• [Supplied material]

────

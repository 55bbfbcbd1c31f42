//! リプレイスクリプトの再生
//!
//! メモリ上の文書にイベントを順に適用し、読み上げリーダーへ通知する。

use std::collections::HashMap;
use std::sync::Arc;
use std::time::Duration;

use super::ndjson::{ReplayError, ReplayEvent};
use crate::clock::ManualClock;
use crate::dom::{MemoryDocument, NodeId};
use crate::pipeline::WatchOutcome;
use crate::reader::ChatReader;

/// 再生結果の集計
#[derive(Debug, Clone, Default, PartialEq, Eq)]
pub struct ReplaySummary {
    pub events: usize,
    pub inserted: usize,
    pub scheduled: usize,
    pub mass_redraws: usize,
    pub ignored_batches: usize,
    pub navigations: usize,
}

/// リプレイの実行器
pub struct ReplayDriver<'a> {
    reader: &'a ChatReader,
    doc: MemoryDocument,
    nodes: HashMap<String, NodeId>,
    summary: ReplaySummary,
    virtual_clock: Option<Arc<ManualClock>>,
}

impl<'a> ReplayDriver<'a> {
    pub fn new(reader: &'a ChatReader, doc: MemoryDocument) -> Self {
        Self {
            reader,
            doc,
            nodes: HashMap::new(),
            summary: ReplaySummary::default(),
            virtual_clock: None,
        }
    }

    /// `wait`イベントで手動時計も進める
    pub fn with_manual_clock(mut self, clock: Arc<ManualClock>) -> Self {
        self.virtual_clock = Some(clock);
        self
    }

    pub fn document(&self) -> &MemoryDocument {
        &self.doc
    }

    /// スクリプト内のキーに対応するノード
    pub fn node(&self, key: &str) -> Option<NodeId> {
        self.nodes.get(key).copied()
    }

    fn resolve(&self, key: &str) -> Result<NodeId, ReplayError> {
        self.node(key).ok_or_else(|| ReplayError::UnknownKey {
            key: key.to_string(),
        })
    }

    /// 1イベントを適用
    pub async fn apply(&mut self, event: ReplayEvent) -> Result<(), ReplayError> {
        self.summary.events += 1;

        match event {
            ReplayEvent::Insert { key, parent, node } => {
                let parent = match parent {
                    Some(parent) => self.resolve(&parent)?,
                    None => self.doc.root(),
                };
                let id = self.doc.append(parent, node);
                if self.nodes.insert(key.clone(), id).is_some() {
                    tracing::debug!(key = %key, "🔁 同じキーのノードを上書き");
                }
                self.summary.inserted += 1;

                let outcome = self
                    .reader
                    .on_mutations(&self.doc, &[self.doc.mutation(&[id])]);
                self.record(outcome);
            }
            ReplayEvent::Detach { key } => {
                let id = self.resolve(&key)?;
                self.doc.detach(id);
            }
            ReplayEvent::Replace { key, children } => {
                let id = self.resolve(&key)?;
                self.doc.replace_children(id, children);
            }
            ReplayEvent::Navigate { url } => {
                self.doc.set_location(&url);
                if self.reader.on_location_change(&self.doc) {
                    self.summary.navigations += 1;
                }
            }
            ReplayEvent::Visibility { visible } => {
                self.doc.set_visible(visible);
                self.reader.on_visibility_change(&self.doc);
            }
            ReplayEvent::Interact => {
                let state = self.reader.on_user_interaction().await;
                tracing::debug!(state = ?state, "🖱️ ユーザー操作");
            }
            ReplayEvent::Wait { ms } => {
                let wait = Duration::from_millis(ms);
                if let Some(clock) = &self.virtual_clock {
                    clock.advance(wait);
                }
                tokio::time::sleep(wait).await;
            }
        }
        Ok(())
    }

    fn record(&mut self, outcome: WatchOutcome) {
        match outcome {
            WatchOutcome::Scheduled { scheduled, .. } => self.summary.scheduled += scheduled,
            WatchOutcome::MassRedraw { forwarded, .. } => {
                self.summary.mass_redraws += 1;
                self.summary.scheduled += forwarded;
            }
            WatchOutcome::Disabled | WatchOutcome::NotLeader | WatchOutcome::WarmingUp => {
                self.summary.ignored_batches += 1;
            }
        }
    }

    /// 全イベントを適用し、安定待ちが片付くまで待つ
    pub async fn run(
        mut self,
        events: Vec<ReplayEvent>,
        settle: Duration,
    ) -> Result<ReplaySummary, ReplayError> {
        for event in events {
            self.apply(event).await?;
        }

        let deadline = tokio::time::Instant::now() + settle;
        while self.reader.pending_count() > 0 && tokio::time::Instant::now() < deadline {
            tokio::time::sleep(Duration::from_millis(50)).await;
        }

        tracing::info!(summary = ?self.summary, "🏁 リプレイ完了");
        Ok(self.summary)
    }
}
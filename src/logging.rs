//! ログ初期化

use std::path::PathBuf;

use anyhow::{Context, Result};
use directories::ProjectDirs;
use serde::{Deserialize, Serialize};
use tracing_appender::non_blocking::WorkerGuard;
use tracing_appender::rolling::{self, Rotation};
use tracing_subscriber::{layer::SubscriberExt, util::SubscriberInitExt, EnvFilter};

/// ログ設定
#[derive(Debug, Clone, PartialEq, Eq, Serialize, Deserialize)]
#[serde(default)]
pub struct LogConfig {
    /// カスタムログディレクトリ（Noneの場合はXDGデフォルト使用）
    pub log_dir: Option<PathBuf>,
    /// ログレベル (trace/debug/info/warn/error)
    pub log_level: String,
    /// ファイル出力有効化
    pub enable_file_logging: bool,
    /// 保存するログファイル数上限
    pub max_log_files: usize,
    /// ログファイル名パターン（`*`の位置に日付が入る）
    pub log_filename_pattern: String,
}

impl Default for LogConfig {
    fn default() -> Self {
        Self {
            log_dir: None,
            log_level: "info".to_string(),
            enable_file_logging: false,
            max_log_files: 30,
            log_filename_pattern: "chatvox_*.log".to_string(),
        }
    }
}

impl LogConfig {
    /// ログディレクトリ（未指定ならXDGデータディレクトリ配下）
    pub fn resolve_log_dir(&self) -> Result<PathBuf> {
        if let Some(dir) = &self.log_dir {
            return Ok(dir.clone());
        }
        let project_dirs = ProjectDirs::from("dev", "sifyfy", "chatvox")
            .context("Failed to get project directories")?;
        Ok(project_dirs.data_dir().join("logs"))
    }

    /// ファイル名パターンを接頭辞と接尾辞に分ける
    pub fn filename_parts(&self) -> (String, String) {
        match self.log_filename_pattern.split_once('*') {
            Some((prefix, suffix)) => (
                prefix.trim_end_matches(['_', '.']).to_string(),
                suffix.trim_start_matches('.').to_string(),
            ),
            None => (self.log_filename_pattern.clone(), String::new()),
        }
    }

    fn env_filter(&self, level_override: Option<&str>) -> EnvFilter {
        if let Some(level) = level_override {
            if let Ok(filter) = EnvFilter::try_new(level) {
                return filter;
            }
        }
        EnvFilter::try_from_default_env()
            .or_else(|_| EnvFilter::try_new(&self.log_level))
            .unwrap_or_else(|_| EnvFilter::new("info"))
    }
}

/// ログを初期化
///
/// 標準エラーへのコンパクト出力に加え、設定されていれば日次ローテーションのファイル出力を行う。
/// 戻り値のガードはプロセス終了まで保持すること（破棄するとファイル出力が止まる）。
pub fn init_logging(config: &LogConfig, level_override: Option<&str>) -> Result<Option<WorkerGuard>> {
    let env_filter = config.env_filter(level_override);

    let (file_layer, guard) = if config.enable_file_logging {
        let dir = config.resolve_log_dir()?;
        std::fs::create_dir_all(&dir)
            .with_context(|| format!("Failed to create log directory: {}", dir.display()))?;

        let (prefix, suffix) = config.filename_parts();
        let mut builder = rolling::Builder::new()
            .rotation(Rotation::DAILY)
            .filename_prefix(prefix)
            .max_log_files(config.max_log_files.max(1));
        if !suffix.is_empty() {
            builder = builder.filename_suffix(suffix);
        }
        let appender = builder
            .build(&dir)
            .with_context(|| format!("Failed to open log file in: {}", dir.display()))?;
        let (writer, guard) = tracing_appender::non_blocking(appender);

        let layer = tracing_subscriber::fmt::layer()
            .with_writer(writer)
            .with_ansi(false)
            .with_target(true);
        (Some(layer), Some(guard))
    } else {
        (None, None)
    };

    tracing_subscriber::registry()
        .with(env_filter)
        .with(
            tracing_subscriber::fmt::layer()
                .with_writer(std::io::stderr)
                .with_target(false)
                .with_thread_ids(false)
                .with_file(false)
                .with_line_number(false)
                .compact(),
        )
        .with(file_layer)
        .try_init()?;

    Ok(guard)
}
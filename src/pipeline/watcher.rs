//! 構造変更の監視
//!
//! 追加されたノードからチャット行コンテナを集め、安定待ちゲートへ渡す。
//! 起動直後の猶予期間中と非リーダーの間は何もしない。一度に大量の行が追加された場合は
//! 履歴の再描画とみなし、新着として読み上げない。

use std::collections::HashSet;
use std::sync::Arc;

use parking_lot::Mutex;

use super::processor::MessageProcessor;
use super::stability::StabilityGate;
use crate::clock::Clock;
use crate::config::{ConfigHandle, MassRedrawPolicy, MassRedrawSettings};
use crate::dom::{ChatDocument, ContainerRef, MutationRecord, NodeId, Selector};
use crate::lock::LeaderLock;

/// チャット行コンテナ
pub const CONTAINER_SELECTORS: &[Selector] = &[
    Selector::class("chat-line__message"),
    Selector::tag_attr_eq("div", "data-test-selector", "chat-line-message"),
    Selector::class("chat-line__message-container"),
];

/// 「新着メッセージ」インジケーター
const NEW_MESSAGES_INDICATOR_CLASS: &str = "chat-list__new-messages-indicator";
const NEW_MESSAGES_INDICATOR_TEXT: &str = "新着メッセージ";

/// 1回の変更通知に対する結果
#[derive(Debug, Clone, Copy, PartialEq, Eq)]
pub enum WatchOutcome {
    /// 読み上げ無効
    Disabled,
    /// リーダーではない
    NotLeader,
    /// 起動・復帰直後の猶予期間中
    WarmingUp,
    /// 候補を安定待ちへ渡した
    Scheduled { candidates: usize, scheduled: usize },
    /// 大量再描画として扱った
    MassRedraw { candidates: usize, forwarded: usize },
}

/// 構造変更の監視
pub struct MutationWatcher {
    config: ConfigHandle,
    lock: Arc<LeaderLock>,
    processor: Arc<MessageProcessor>,
    gate: Arc<StabilityGate>,
    clock: Arc<dyn Clock>,
    mass_redraw: MassRedrawSettings,
    /// 猶予期間の起点（エポックミリ秒）
    grace_started_at: Mutex<i64>,
    last_location: Mutex<Option<String>>,
}

impl MutationWatcher {
    pub fn new(
        config: ConfigHandle,
        lock: Arc<LeaderLock>,
        processor: Arc<MessageProcessor>,
        gate: Arc<StabilityGate>,
        clock: Arc<dyn Clock>,
        mass_redraw: MassRedrawSettings,
    ) -> Self {
        let started_at = clock.now_millis();
        Self {
            config,
            lock,
            processor,
            gate,
            clock,
            mass_redraw,
            grace_started_at: Mutex::new(started_at),
            last_location: Mutex::new(None),
        }
    }

    /// 猶予期間をいまから数え直す
    pub fn restart_grace_period(&self) {
        *self.grace_started_at.lock() = self.clock.now_millis();
    }

    /// 猶予期間中か
    pub fn in_grace_period(&self) -> bool {
        let skip = self.config.snapshot().skip_duration();
        let started_at = *self.grace_started_at.lock();
        let elapsed = self.clock.now_millis().saturating_sub(started_at).max(0) as u128;
        elapsed < skip.as_millis()
    }

    /// 変更通知を処理
    pub fn on_mutations(&self, records: &[MutationRecord]) -> WatchOutcome {
        if !self.config.snapshot().enabled {
            return WatchOutcome::Disabled;
        }
        if !self.lock.is_leader() {
            return WatchOutcome::NotLeader;
        }
        if self.in_grace_period() {
            return WatchOutcome::WarmingUp;
        }

        let candidates = collect_candidates(records);
        if candidates.is_empty() {
            return WatchOutcome::Scheduled {
                candidates: 0,
                scheduled: 0,
            };
        }

        if candidates.len() >= self.mass_redraw.threshold {
            return self.handle_mass_redraw(candidates);
        }

        let total = candidates.len();
        let scheduled = candidates
            .into_iter()
            .filter(|container| self.gate.schedule(container.clone()))
            .count();
        WatchOutcome::Scheduled {
            candidates: total,
            scheduled,
        }
    }

    fn handle_mass_redraw(&self, candidates: Vec<ContainerRef>) -> WatchOutcome {
        let total = candidates.len();
        let keep = match self.mass_redraw.policy {
            MassRedrawPolicy::MarkAllRead => 0,
            MassRedrawPolicy::ProcessMostRecent { limit } => limit.min(total),
        };

        tracing::warn!(
            candidates = total,
            forwarded = keep,
            policy = ?self.mass_redraw.policy,
            "🌊 大量再描画を検出しました"
        );

        let (older, recent) = candidates.split_at(total - keep);
        for container in older {
            container.mark_read();
        }
        let forwarded = recent
            .iter()
            .filter(|container| self.gate.schedule((*container).clone()))
            .count();

        WatchOutcome::MassRedraw {
            candidates: total,
            forwarded,
        }
    }

    /// 表示中のコンテナをすべて既読の履歴として扱い、猶予期間をやり直す
    pub fn mark_backlog(&self, doc: &dyn ChatDocument) -> usize {
        let containers = doc.find_all(CONTAINER_SELECTORS);
        let count = containers.len();
        for container in containers {
            self.processor.remember_existing(container.as_ref());
        }
        self.restart_grace_period();
        count
    }

    /// URLが変わっていれば履歴扱いにする（変わっていれば`true`）
    pub fn check_location(&self, doc: &dyn ChatDocument) -> bool {
        let location = doc.location();
        let changed = {
            let mut last = self.last_location.lock();
            let changed = last.as_deref().is_some_and(|previous| previous != location);
            *last = Some(location.clone());
            changed
        };
        if changed {
            self.on_location_change(doc);
        }
        changed
    }

    /// ページ内遷移
    pub fn on_location_change(&self, doc: &dyn ChatDocument) {
        *self.last_location.lock() = Some(doc.location());
        let count = self.mark_backlog(doc);
        tracing::info!(location = %doc.location(), backlog = count, "🧭 ページ遷移を検出");
    }

    /// 表示状態の変化（再表示時のみ履歴扱いにする）
    pub fn on_visibility_change(&self, doc: &dyn ChatDocument, visible: bool) {
        if !visible {
            return;
        }
        let count = self.mark_backlog(doc);
        tracing::info!(backlog = count, "👀 タブの再表示を検出");
    }
}

fn is_indicator(node: &ContainerRef) -> bool {
    let snapshot = node.snapshot();
    snapshot.has_class(NEW_MESSAGES_INDICATOR_CLASS)
        || snapshot.text_content().contains(NEW_MESSAGES_INDICATOR_TEXT)
}

/// 追加ノードからコンテナ候補を文書順・重複なしで集める（既読は除外）
pub fn collect_candidates(records: &[MutationRecord]) -> Vec<ContainerRef> {
    let mut seen: HashSet<NodeId> = HashSet::new();
    let mut candidates = Vec::new();

    for record in records {
        for node in &record.added_nodes {
            if is_indicator(node) {
                continue;
            }

            let mut found = Vec::new();
            if node.snapshot().matches_any(CONTAINER_SELECTORS) {
                found.push(node.clone());
            }
            found.extend(node.find_all(CONTAINER_SELECTORS));

            for container in found {
                if container.is_read() {
                    continue;
                }
                if seen.insert(container.node_id()) {
                    candidates.push(container);
                }
            }
        }
    }

    candidates
}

────

• [Activity]
Where a line in the listing above includes the string "ReplayEvent", copy that line.

• [Solution below]
use super::ndjson::{ReplayError, ReplayEvent};
    pub async fn apply(&mut self, event: ReplayEvent) -> Result<(), ReplayError> {
            ReplayEvent::Insert { key, parent, node } => {
            ReplayEvent::Detach { key } => {
            ReplayEvent::Replace { key, children } => {
            ReplayEvent::Navigate { url } => {
            ReplayEvent::Visibility { visible } => {
            ReplayEvent::Interact => {
            ReplayEvent::Wait { ms } => {
        events: Vec<ReplayEvent>,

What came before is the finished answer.